The key lookup, which was fine when an OrderID was passed, is not fine when @OrderID is NULL and the index scan returns the entire table.

ExpensiveIndexScan

ExpensiveKeyLookup

The plans that the optimiser has come up with for this query form aren’t stable. They’re safe for reuse, they have to be, but performance-wise they’re not stable.

But, maybe it’s just this form of query, there are other ways to write queries with multiple optional parameters.

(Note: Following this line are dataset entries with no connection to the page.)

//! Cluster-wide configuration resources (`config.openshift.io/v1`)
//!
//! Only the fields this operator reads or writes are modelled; everything else is
//! ignored on deserialization.

use kube::CustomResource;
use schemars::JsonSchema;
use serde::{Deserialize, Serialize};

use super::types::{Condition, RelatedObject};

/// Name shared by all cluster-scoped config singletons
pub const CLUSTER_CONFIG_NAME: &str = "cluster";

/// Name of the ClusterVersion singleton
pub const CLUSTER_VERSION_NAME: &str = "version";

// ============================================================================
// Proxy
// ============================================================================

#[derive(CustomResource, Clone, Debug, Default, PartialEq, Deserialize, Serialize, JsonSchema)]
#[kube(
    group = "config.openshift.io",
    version = "v1",
    kind = "Proxy",
    plural = "proxies",
    status = "ProxyStatus"
)]
#[serde(rename_all = "camelCase")]
pub struct ProxySpec {
    #[serde(default, skip_serializing_if = "Option::is_none")]
    pub http_proxy: Option<String>,
    #[serde(default, skip_serializing_if = "Option::is_none")]
    pub https_proxy: Option<String>,
    #[serde(default, skip_serializing_if = "Option::is_none")]
    pub no_proxy: Option<String>,
}

/// Effective proxy configuration computed by the cluster
#[derive(Clone, Debug, Default, PartialEq, Deserialize, Serialize, JsonSchema)]
#[serde(rename_all = "camelCase")]
pub struct ProxyStatus {
    #[serde(default, skip_serializing_if = "Option::is_none")]
    pub http_proxy: Option<String>,
    #[serde(default, skip_serializing_if = "Option::is_none")]
    pub https_proxy: Option<String>,
    #[serde(default, skip_serializing_if = "Option::is_none")]
    pub no_proxy: Option<String>,
}

// ============================================================================
// APIServer
// ============================================================================

#[derive(CustomResource, Clone, Debug, Default, PartialEq, Deserialize, Serialize, JsonSchema)]
#[kube(
    group = "config.openshift.io",
    version = "v1",
    kind = "APIServer",
    root = "ApiServer",
    plural = "apiservers"
)]
#[serde(rename_all = "camelCase")]
pub struct ApiServerSpec {
    #[serde(default, skip_serializing_if = "Option::is_none")]
    pub tls_security_profile: Option<TlsSecurityProfile>,
}

/// Cluster TLS security profile selection
#[derive(Clone, Debug, Default, PartialEq, Deserialize, Serialize, JsonSchema)]
#[serde(rename_all = "camelCase")]
pub struct TlsSecurityProfile {
    #[serde(default, rename = "type", skip_serializing_if = "Option::is_none")]
    pub type_: Option<TlsProfileType>,
    #[serde(default, skip_serializing_if = "Option::is_none")]
    pub custom: Option<CustomTlsProfile>,
}

#[derive(Clone, Copy, Debug, PartialEq, Eq, Hash, Deserialize, Serialize, JsonSchema)]
pub enum TlsProfileType {
    Old,
    Intermediate,
    Modern,
    Custom,
}

#[derive(Clone, Debug, Default, PartialEq, Deserialize, Serialize, JsonSchema)]
#[serde(rename_all = "camelCase")]
pub struct CustomTlsProfile {
    #[serde(default)]
    pub ciphers: Vec<String>,
    #[serde(default, rename = "minTLSVersion")]
    pub min_tls_version: String,
}

// ============================================================================
// ClusterVersion
// ============================================================================

#[derive(CustomResource, Clone, Debug, Default, PartialEq, Deserialize, Serialize, JsonSchema)]
#[kube(
    group = "config.openshift.io",
    version = "v1",
    kind = "ClusterVersion",
    plural = "clusterversions",
    status = "ClusterVersionStatus"
)]
#[serde(rename_all = "camelCase")]
pub struct ClusterVersionSpec {
    #[serde(default, skip_serializing_if = "Option::is_none")]
    pub channel: Option<String>,
}

#[derive(Clone, Debug, Default, PartialEq, Deserialize, Serialize, JsonSchema)]
#[serde(rename_all = "camelCase")]
pub struct ClusterVersionStatus {
    #[serde(default)]
    pub desired: Release,
    #[serde(default)]
    pub history: Vec<UpdateHistory>,
}

#[derive(Clone, Debug, Default, PartialEq, Deserialize, Serialize, JsonSchema)]
pub struct Release {
    #[serde(default)]
    pub version: String,
    #[serde(default)]
    pub image: String,
}

#[derive(Clone, Debug, Default, PartialEq, Deserialize, Serialize, JsonSchema)]
pub struct UpdateHistory {
    /// "Completed" or "Partial"
    #[serde(default)]
    pub state: String,
    #[serde(default)]
    pub version: String,
}

impl ClusterVersion {
    /// The version the cluster currently runs: the desired release, or the most
    /// recent completed update when no desired version is recorded
    pub fn current_version(&self) -> Option<&str> {
        let status = self.status.as_ref()?;
        if !status.desired.version.is_empty() {
            return Some(status.desired.version.as_str());
        }
        status
            .history
            .iter()
            .find(|h| h.state == "Completed" && !h.version.is_empty())
            .map(|h| h.version.as_str())
    }
}

// ============================================================================
// FeatureGate
// ============================================================================

#[derive(CustomResource, Clone, Debug, Default, PartialEq, Deserialize, Serialize, JsonSchema)]
#[kube(
    group = "config.openshift.io",
    version = "v1",
    kind = "FeatureGate",
    plural = "featuregates",
    status = "FeatureGateStatus"
)]
#[serde(rename_all = "camelCase")]
pub struct FeatureGateSpec {
    /// "", "TechPreviewNoUpgrade", "DevPreviewNoUpgrade" or "CustomNoUpgrade"
    #[serde(default)]
    pub feature_set: String,
    #[serde(default, skip_serializing_if = "Option::is_none")]
    pub custom_no_upgrade: Option<CustomFeatureGates>,
}

#[derive(Clone, Debug, Default, PartialEq, Deserialize, Serialize, JsonSchema)]
pub struct CustomFeatureGates {
    #[serde(default)]
    pub enabled: Vec<String>,
    #[serde(default)]
    pub disabled: Vec<String>,
}

#[derive(Clone, Debug, Default, PartialEq, Deserialize, Serialize, JsonSchema)]
#[serde(rename_all = "camelCase")]
pub struct FeatureGateStatus {
    #[serde(default)]
    pub feature_gates: Vec<FeatureGateDetails>,
}

/// Enabled and disabled gates computed for one cluster version
#[derive(Clone, Debug, Default, PartialEq, Deserialize, Serialize, JsonSchema)]
pub struct FeatureGateDetails {
    #[serde(default)]
    pub version: String,
    #[serde(default)]
    pub enabled: Vec<FeatureGateAttributes>,
    #[serde(default)]
    pub disabled: Vec<FeatureGateAttributes>,
}

#[derive(Clone, Debug, Default, PartialEq, Deserialize, Serialize, JsonSchema)]
pub struct FeatureGateAttributes {
    pub name: String,
}

// ============================================================================
// ClusterOperator
// ============================================================================

#[derive(CustomResource, Clone, Debug, Default, PartialEq, Deserialize, Serialize, JsonSchema)]
#[kube(
    group = "config.openshift.io",
    version = "v1",
    kind = "ClusterOperator",
    plural = "clusteroperators",
    status = "ClusterOperatorStatus"
)]
pub struct ClusterOperatorSpec {}

#[derive(Clone, Debug, Default, PartialEq, Deserialize, Serialize, JsonSchema)]
#[serde(rename_all = "camelCase")]
pub struct ClusterOperatorStatus {
    #[serde(default, skip_serializing_if = "Vec::is_empty")]
    pub conditions: Vec<Condition>,
    #[serde(default, skip_serializing_if = "Vec::is_empty")]
    pub versions: Vec<OperandVersion>,
    #[serde(default, skip_serializing_if = "Vec::is_empty")]
    pub related_objects: Vec<RelatedObject>,
}

#[derive(Clone, Debug, Default, PartialEq, Eq, Deserialize, Serialize, JsonSchema)]
pub struct OperandVersion {
    pub name: String,
    pub version: String,
}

Let’s try the CASE and COALESCE forms.

CREATE PROCEDURE SearchHistory_Coalesce
(@Product int = NULL, @OrderID int = NULL, @TransactionType char(1) = NULL, @Qty int = NULL)
AS
SELECT ProductID, ReferenceOrderID, TransactionType, Quantity,
TransactionDate, ActualCost
FROM Production.TransactionHistory
WHERE ProductID = COALESCE(@Product, ProductID)
AND ReferenceOrderID = COALESCE(@OrderID, ReferenceOrderID)
AND TransactionType = COALESCE(@TransactionType, TransactionType)
AND Quantity = COALESCE(@Qty, Quantity)
GO

CREATE PROCEDURE SearchHistory_Case
(@Product int = NULL, @OrderID int = NULL, @TransactionType char(1) = NULL, @Qty int = NULL)
AS
SELECT ProductID, ReferenceOrderID, TransactionType, Quantity,
TransactionDate, ActualCost
FROM Production.TransactionHistory
WHERE ProductID = CASE WHEN @Product IS NULL THEN ProductID ELSE @Product END
AND ReferenceOrderID = CASE WHEN @OrderID IS NULL THEN ReferenceOrderID ELSE @OrderID END
AND TransactionType = CASE WHEN @TransactionType IS NULL THEN TransactionType ELSE @TransactionType END
AND Quantity = CASE WHEN @Qty IS NULL THEN Quantity ELSE @Qty END
GO

Coalesce

Case

These both give us full table scans, rather than the index scan/key lookup we saw earlier. That means their performance will be predictable and consistent no matter what parameter values are used. Consistently bad, but at least consistent.

It’s also worth noting that neither of these will return correct results if there are NULL values in the columns used in the WHERE clause (because NULL != NULL). Thanks to Hugo Kornelis (b | t) for pointing this out.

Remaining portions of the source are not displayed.